**Work instruction:**
Look through the entries below and say how many lines contain the string "false". Give the number only.

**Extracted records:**
-- Opening Marker --
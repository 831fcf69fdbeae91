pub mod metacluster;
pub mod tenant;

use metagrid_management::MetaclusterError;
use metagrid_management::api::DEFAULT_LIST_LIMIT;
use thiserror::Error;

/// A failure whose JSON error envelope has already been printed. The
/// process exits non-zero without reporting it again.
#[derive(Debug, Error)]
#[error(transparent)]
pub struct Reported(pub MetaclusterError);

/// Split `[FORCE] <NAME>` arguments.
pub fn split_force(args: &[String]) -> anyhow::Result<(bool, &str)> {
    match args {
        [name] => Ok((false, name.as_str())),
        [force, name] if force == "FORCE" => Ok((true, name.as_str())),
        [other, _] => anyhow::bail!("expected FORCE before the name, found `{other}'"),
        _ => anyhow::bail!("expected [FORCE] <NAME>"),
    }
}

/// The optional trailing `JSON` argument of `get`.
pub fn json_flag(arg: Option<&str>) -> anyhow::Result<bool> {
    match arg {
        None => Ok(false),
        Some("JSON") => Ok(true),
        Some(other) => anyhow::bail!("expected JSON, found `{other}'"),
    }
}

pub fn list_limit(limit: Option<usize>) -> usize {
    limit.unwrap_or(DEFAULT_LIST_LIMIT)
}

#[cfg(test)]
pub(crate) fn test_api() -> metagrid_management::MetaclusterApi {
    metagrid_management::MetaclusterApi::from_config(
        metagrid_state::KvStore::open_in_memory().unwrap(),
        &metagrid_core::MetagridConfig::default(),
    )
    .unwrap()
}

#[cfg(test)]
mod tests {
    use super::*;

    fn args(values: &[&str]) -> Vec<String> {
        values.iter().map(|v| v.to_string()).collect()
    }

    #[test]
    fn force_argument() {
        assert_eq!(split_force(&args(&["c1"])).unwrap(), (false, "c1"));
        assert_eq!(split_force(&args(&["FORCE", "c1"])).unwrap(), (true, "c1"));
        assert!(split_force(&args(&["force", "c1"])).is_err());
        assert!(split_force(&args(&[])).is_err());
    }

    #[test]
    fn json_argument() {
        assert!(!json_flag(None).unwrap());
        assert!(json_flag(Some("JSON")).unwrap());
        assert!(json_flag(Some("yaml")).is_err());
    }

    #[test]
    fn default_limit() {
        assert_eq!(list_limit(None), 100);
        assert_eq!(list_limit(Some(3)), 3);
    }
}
-- Closing Marker --
-- Opening Marker --
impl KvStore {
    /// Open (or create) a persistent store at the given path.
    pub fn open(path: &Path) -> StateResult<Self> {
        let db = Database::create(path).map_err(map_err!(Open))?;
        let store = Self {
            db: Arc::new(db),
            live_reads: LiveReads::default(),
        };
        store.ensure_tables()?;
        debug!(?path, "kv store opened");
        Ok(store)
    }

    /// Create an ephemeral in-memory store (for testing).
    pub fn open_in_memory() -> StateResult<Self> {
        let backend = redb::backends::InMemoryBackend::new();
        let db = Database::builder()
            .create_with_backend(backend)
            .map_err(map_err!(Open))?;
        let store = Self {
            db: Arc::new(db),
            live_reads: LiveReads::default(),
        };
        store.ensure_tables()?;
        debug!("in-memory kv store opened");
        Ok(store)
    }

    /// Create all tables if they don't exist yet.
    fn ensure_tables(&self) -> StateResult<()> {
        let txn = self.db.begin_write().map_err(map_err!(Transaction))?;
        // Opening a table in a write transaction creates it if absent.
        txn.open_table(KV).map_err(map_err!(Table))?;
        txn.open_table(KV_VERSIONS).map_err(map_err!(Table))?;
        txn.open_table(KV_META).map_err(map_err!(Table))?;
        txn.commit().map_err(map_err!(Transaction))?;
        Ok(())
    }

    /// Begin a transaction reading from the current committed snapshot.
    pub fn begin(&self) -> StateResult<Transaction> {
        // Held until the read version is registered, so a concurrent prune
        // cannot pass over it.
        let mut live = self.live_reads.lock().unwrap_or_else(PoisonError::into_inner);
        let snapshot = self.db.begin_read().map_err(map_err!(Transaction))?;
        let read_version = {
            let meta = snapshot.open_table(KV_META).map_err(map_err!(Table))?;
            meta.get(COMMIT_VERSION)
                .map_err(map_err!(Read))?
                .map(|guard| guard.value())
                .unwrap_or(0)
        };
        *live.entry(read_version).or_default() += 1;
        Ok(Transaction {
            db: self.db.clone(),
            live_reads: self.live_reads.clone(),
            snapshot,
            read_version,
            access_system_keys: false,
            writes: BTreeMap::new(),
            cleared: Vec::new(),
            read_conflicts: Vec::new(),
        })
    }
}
-- Closing Marker --
**Result of the exercise:**
4